Advanced Analytics Delivers Continuous Manufacturing Innovation

Article

Advanced analytics streamlines continuous manufacturing by providing improved insights to data.

Not too many years ago, the timing of our communication and media options was largely outside our control. The phone rang at someone else’s command, while TV and radio shows arrived on their own schedules in continuous barrage. Within the past two decades, technology has dramatically altered these interactions. Now we can email each other and stream media at convenience and according to our own schedules. We have moved from a continuous to a batch mode of operation for communication, improving efficiency and enjoyment for most of us.

While batch mode may be optimal for communications, continuous mode is a much better and more efficient way to make products, as a growing number of manufacturing industries have learned. Batch operations typically introduce inefficiencies due to starting and stopping processes, and often result in notable variation in product quality. Making operations fully or partially continuous implies improved efficiency, offering ongoing opportunities to fine-tune production.

Some process industries, such as refining, have successfully adopted continuous manufacturing techniques to improve quality and reduce costs, mainly by increasing throughput. These industries were driven to make this change, mainly by process engineers with extensive training and experience in manufacturing science, at a time when there was an economic incentive to produce high volumes of goods quickly. 

Today’s pharmaceutical manufacturing industry presents a different picture, and its slowness to adopt innovation is typically blamed on different issues, e.g., strict or confusing government regulations, the high costs and risk of drug development, and the overwhelming amounts of data required for drug development and manufacturing, coupled with lack of the analytics that are needed to interpret these data. What can be done to overcome these obstacles and drive the necessary advancements?

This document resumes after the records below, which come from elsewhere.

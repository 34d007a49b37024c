//! Generation engine errors

use std::io;

use thiserror::Error;

use lps_core::error::AppError;
use lps_core::models::WorkflowStatus;

/// Failures of a generation or preview request
///
/// Every variant is a recoverable, caller-facing outcome. None of them leave a workflow
/// partially transitioned.
#[derive(Debug, Error)]
pub enum GenerationError {
    #[error("Invalid input: {0}")]
    InvalidInput(String),

    #[error("Workflow {0} not found")]
    WorkflowNotFound(i64),

    #[error("Templates not found: {0:?}")]
    TemplatesNotFound(Vec<i64>),

    #[error("Workflow {workflow_id} is {status}, only draft workflows can be generated")]
    InvalidState {
        workflow_id: i64,
        status: WorkflowStatus,
    },

    #[error("Template {template_id} requires at least {required} videos, only {supplied} selected")]
    CapacityViolation {
        template_id: i64,
        supplied: usize,
        required: i32,
    },

    #[error("Workflow already has landing pages for templates {template_ids:?}")]
    DuplicateGeneration { template_ids: Vec<i64> },

    #[error("Template html file not found: {path}")]
    TemplateFileNotFound { path: String },

    #[error("Failed to read template html file {path}: {source}")]
    TemplateFileReadError {
        path: String,
        #[source]
        source: io::Error,
    },

    #[error("Failed to write generated html file {path}: {source}")]
    OutputWriteError {
        path: String,
        #[source]
        source: io::Error,
    },

    #[error(transparent)]
    Store(#[from] AppError),
}

pub type GenerationResult<T> = Result<T, GenerationError>;

impl From<GenerationError> for AppError {
    fn from(err: GenerationError) -> Self {
        match err {
            GenerationError::InvalidInput(msg) => AppError::InvalidInput(msg),
            GenerationError::WorkflowNotFound(id) => {
                AppError::NotFound(format!("Workflow {} not found", id))
            }
            GenerationError::TemplatesNotFound(ids) => {
                AppError::NotFound(format!("Templates not found: {:?}", ids))
            }
            e @ GenerationError::InvalidState { .. } => AppError::InvalidState(e.to_string()),
            GenerationError::CapacityViolation {
                template_id,
                supplied,
                required,
            } => AppError::CapacityViolation {
                template_id,
                supplied,
                required,
            },
            GenerationError::DuplicateGeneration { template_ids } => {
                AppError::DuplicateGeneration { template_ids }
            }
            GenerationError::TemplateFileNotFound { path } => {
                AppError::TemplateFileNotFound { path }
            }
            GenerationError::TemplateFileReadError { path, source } => {
                AppError::TemplateFileReadError {
                    path,
                    message: source.to_string(),
                }
            }
            GenerationError::OutputWriteError { path, source } => AppError::OutputWriteError {
                path,
                message: source.to_string(),
            },
            GenerationError::Store(e) => e,
        }
    }
}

Once we understand the advantages of continuous manufacturing, we can begin the journey to improvement and optimization by helping pharma workers put their knowledge into action. One practical first step is incorporating key elements into existing processes to capture time-series process data. One powerful approach is by implementing and using streamlined process analytical technology (PAT) and improved data management and storage options. Once those are in place, companies can become more agile and transparent as industry professionals leverage advanced analytics applications and collaborative tools that allow them to share results. Results include positive culture shifts and operational improvements.

Considering these factors, the importance of extracting value from time-series data becomes strikingly apparent. Overcoming current analytics challenges such as connecting, displaying, interpolating, cleansing and contextualizing data can eliminate days or weeks of fruitless searching for insights via cumbersome spreadsheet gymnastics. 

The continuous manufacturing journey requires an intuitive, visual, innovative, fast, flexible and collaborative approach. The following elements are required for success: 

Advanced analytics:  In continuous manufacturing, time-series data are foundational to developing process understanding and creating models. Advanced analytics enable a complete lifecycle approach, from connecting the data required to generate process insights, to producing process improvements. Key to success is putting advanced analytics applications directly into the hands of the scientists and engineers who utilize the data every day.

Data and results sharing: Employees across every pharma organization should be able to leverage insights, annotate, comment and share feedback with colleagues. These capabilities extract more value from data that are already being collected, and allow transparency so that insights can be translated into rapid improvements. 

Culture: Willingness to change across the organization is crucial to the continuous manufacturing journey. Individual scientists and engineers should take ownership of advanced analytics, instead of waiting for data science experts to deliver results. 

The continuous manufacturing journey ultimately benefits patients by enabling manufacturers to achieve reliable product quality and quantity of medicines at reduced cost. Predictive analytics, machine learning, and data science are great tools to help us the industry reach these goals. However, they will only be hype if the industry fails to take the concrete steps required to benefit from these tools (i.e., tapping into the expertise of current employees; supporting collaboration and knowledge capture to foster sharing and reuse of analytics;  distributing insights, rapidly, to the people who need them so that they can improve outcomes, quickly.

The benefits of these advances have already been proven in other industries, and pharma can build on existing successes. Significant challenges remain, but clear methods are available today to allow the pharmaceutical industry to implement advanced analytics and improve manufacturing.